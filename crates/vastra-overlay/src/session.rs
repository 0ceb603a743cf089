//! Per-subject tracking sessions.
//!
//! Everything the pipeline remembers between frames lives in a
//! [`Session`]: the stabilizer history and the freeze memory. The engine
//! holds none of it, so sessions for different subjects can be driven
//! from different threads against one shared engine.
//!
//! [`SessionRegistry`] is an optional caller-side map from
//! [`SessionId`] to session with explicit creation and eviction.

use std::collections::HashMap;
use std::fmt;
use std::time::Duration;

use serde::{Deserialize, Serialize};
use web_time::Instant;

use crate::config::OverlayConfig;
use crate::gate::StabilityState;
use crate::stabilizer::TemporalStabilizer;

/// Identifies one session in a [`SessionRegistry`].
#[derive(Debug, Clone, Copy, PartialEq, Eq, Hash, PartialOrd, Ord, Serialize, Deserialize)]
pub struct SessionId(pub u64);

impl fmt::Display for SessionId {
    fn fmt(&self, f: &mut fmt::Formatter<'_>) -> fmt::Result {
        write!(f, "session-{}", self.0)
    }
}

/// Frame-to-frame memory for one tracked subject.
///
/// Frames of a session must be processed in capture order.
#[derive(Debug, Clone)]
pub struct Session {
    stabilizer: TemporalStabilizer,
    state: StabilityState,
    frames: u64,
    last_active: Instant,
}

impl Session {
    /// A fresh session sized by `config`.
    #[must_use]
    pub fn new(config: &OverlayConfig) -> Self {
        Self {
            stabilizer: TemporalStabilizer::new(config.history_capacity, config.smoothing_window),
            state: StabilityState::new(),
            frames: 0,
            last_active: Instant::now(),
        }
    }

    /// The stabilizer history.
    #[must_use]
    pub const fn stabilizer(&self) -> &TemporalStabilizer {
        &self.stabilizer
    }

    /// The freeze memory.
    #[must_use]
    pub const fn state(&self) -> &StabilityState {
        &self.state
    }

    /// Frames processed so far.
    #[must_use]
    pub const fn frames(&self) -> u64 {
        self.frames
    }

    /// When the session last processed a frame.
    #[must_use]
    pub const fn last_active(&self) -> Instant {
        self.last_active
    }

    /// Drop history and freeze memory, as if newly created.
    pub fn reset(&mut self) {
        self.stabilizer.reset();
        self.state.clear();
    }

    pub(crate) fn parts_mut(&mut self) -> (&mut TemporalStabilizer, &mut StabilityState) {
        (&mut self.stabilizer, &mut self.state)
    }

    pub(crate) const fn state_mut(&mut self) -> &mut StabilityState {
        &mut self.state
    }

    pub(crate) fn touch(&mut self) {
        self.frames = self.frames.saturating_add(1);
        self.last_active = Instant::now();
    }
}

/// Sessions keyed by id.
#[derive(Debug)]
pub struct SessionRegistry {
    config: OverlayConfig,
    sessions: HashMap<SessionId, Session>,
    next_id: u64,
}

impl SessionRegistry {
    /// An empty registry whose sessions are sized by `config`.
    #[must_use]
    pub fn new(config: &OverlayConfig) -> Self {
        Self {
            config: config.clone(),
            sessions: HashMap::new(),
            next_id: 0,
        }
    }

    /// Create a session under a fresh id.
    pub fn create(&mut self) -> SessionId {
        let id = SessionId(self.next_id);
        self.next_id += 1;
        self.sessions.insert(id, Session::new(&self.config));
        tracing::info!(%id, active = self.sessions.len(), "session created");
        id
    }

    /// The session for `id`, created if missing.
    pub fn get_or_create(&mut self, id: SessionId) -> &mut Session {
        self.next_id = self.next_id.max(id.0.saturating_add(1));
        let config = &self.config;
        self.sessions.entry(id).or_insert_with(|| {
            tracing::info!(%id, "session created");
            Session::new(config)
        })
    }

    /// The session for `id`, if registered.
    #[must_use]
    pub fn get(&self, id: SessionId) -> Option<&Session> {
        self.sessions.get(&id)
    }

    /// The session for `id`, if registered.
    pub fn get_mut(&mut self, id: SessionId) -> Option<&mut Session> {
        self.sessions.get_mut(&id)
    }

    /// Remove a session, returning it.
    pub fn evict(&mut self, id: SessionId) -> Option<Session> {
        let session = self.sessions.remove(&id)?;
        tracing::info!(%id, frames = session.frames(), "session evicted");
        Some(session)
    }

    /// Remove every session idle for longer than `max_idle`. Returns the
    /// number removed.
    pub fn evict_idle(&mut self, max_idle: Duration) -> usize {
        self.evict_idle_at(Instant::now(), max_idle)
    }

    /// [`evict_idle`](Self::evict_idle) against an explicit `now`.
    pub fn evict_idle_at(&mut self, now: Instant, max_idle: Duration) -> usize {
        let before = self.sessions.len();
        self.sessions.retain(|id, session| {
            let idle = now.saturating_duration_since(session.last_active());
            let keep = idle <= max_idle;
            if !keep {
                tracing::info!(%id, idle_ms = idle.as_millis(), "evicting idle session");
            }
            keep
        });
        before - self.sessions.len()
    }

    /// Number of registered sessions.
    #[must_use]
    pub fn len(&self) -> usize {
        self.sessions.len()
    }

    /// Returns `true` if no session is registered.
    #[must_use]
    pub fn is_empty(&self) -> bool {
        self.sessions.is_empty()
    }

    /// Registered ids, in ascending order.
    #[must_use]
    pub fn ids(&self) -> Vec<SessionId> {
        let mut ids: Vec<SessionId> = self.sessions.keys().copied().collect();
        ids.sort_unstable();
        ids
    }
}

#[cfg(test)]
#[allow(clippy::unwrap_used)]
mod tests {
    use super::*;

    #[test]
    fn create_hands_out_distinct_ids() {
        let mut registry = SessionRegistry::new(&OverlayConfig::default());
        let a = registry.create();
        let b = registry.create();
        assert_ne!(a, b);
        assert_eq!(registry.len(), 2);
        assert_eq!(registry.ids(), vec![a, b]);
        assert_eq!(a.to_string(), "session-0");
    }

    #[test]
    fn get_or_create_reserves_the_id() {
        let mut registry = SessionRegistry::new(&OverlayConfig::default());
        registry.get_or_create(SessionId(7)).touch();
        assert_eq!(registry.get(SessionId(7)).unwrap().frames(), 1);
        // Same id returns the same session.
        registry.get_or_create(SessionId(7)).touch();
        assert_eq!(registry.get(SessionId(7)).unwrap().frames(), 2);
        // Fresh ids never collide with it.
        assert_eq!(registry.create(), SessionId(8));
    }

    #[test]
    fn evict_removes_only_that_session() {
        let mut registry = SessionRegistry::new(&OverlayConfig::default());
        let a = registry.create();
        let b = registry.create();
        assert!(registry.evict(a).is_some());
        assert!(registry.evict(a).is_none());
        assert!(registry.get(a).is_none());
        assert!(registry.get_mut(b).is_some());
    }

    #[test]
    fn evict_idle_drops_stale_sessions() {
        let mut registry = SessionRegistry::new(&OverlayConfig::default());
        registry.create();
        registry.create();
        let now = Instant::now();

        assert_eq!(registry.evict_idle_at(now, Duration::from_secs(5)), 0);
        let later = now + Duration::from_secs(10);
        assert_eq!(registry.evict_idle_at(later, Duration::from_secs(5)), 2);
        assert!(registry.is_empty());
    }

    #[test]
    fn reset_clears_history_and_freeze_memory() {
        let config = OverlayConfig::default();
        let mut session = Session::new(&config);
        let render = std::sync::Arc::new(crate::types::RgbaImage::new(1, 1));
        let pose = std::sync::Arc::new(crate::sampler::PoseSample {
            landmarks: crate::sampler::Landmarks::default(),
            measurements: crate::sampler::Measurements::from_shoulders(
                crate::types::Point::new(0.0, 0.0),
                crate::types::Point::new(200.0, 0.0),
                200.0,
            ),
            confidence: 0.9,
            timestamp: 0.0,
        });
        session.state_mut().record_render(pose, render);
        assert!(session.state().last_stable_render().is_some());

        session.reset();
        assert!(session.state().last_stable_pose().is_none());
        assert!(session.stabilizer().is_empty());
    }
}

· · · ·

Provide the number of lines above containing "Point" and nothing else.

## Reply:
2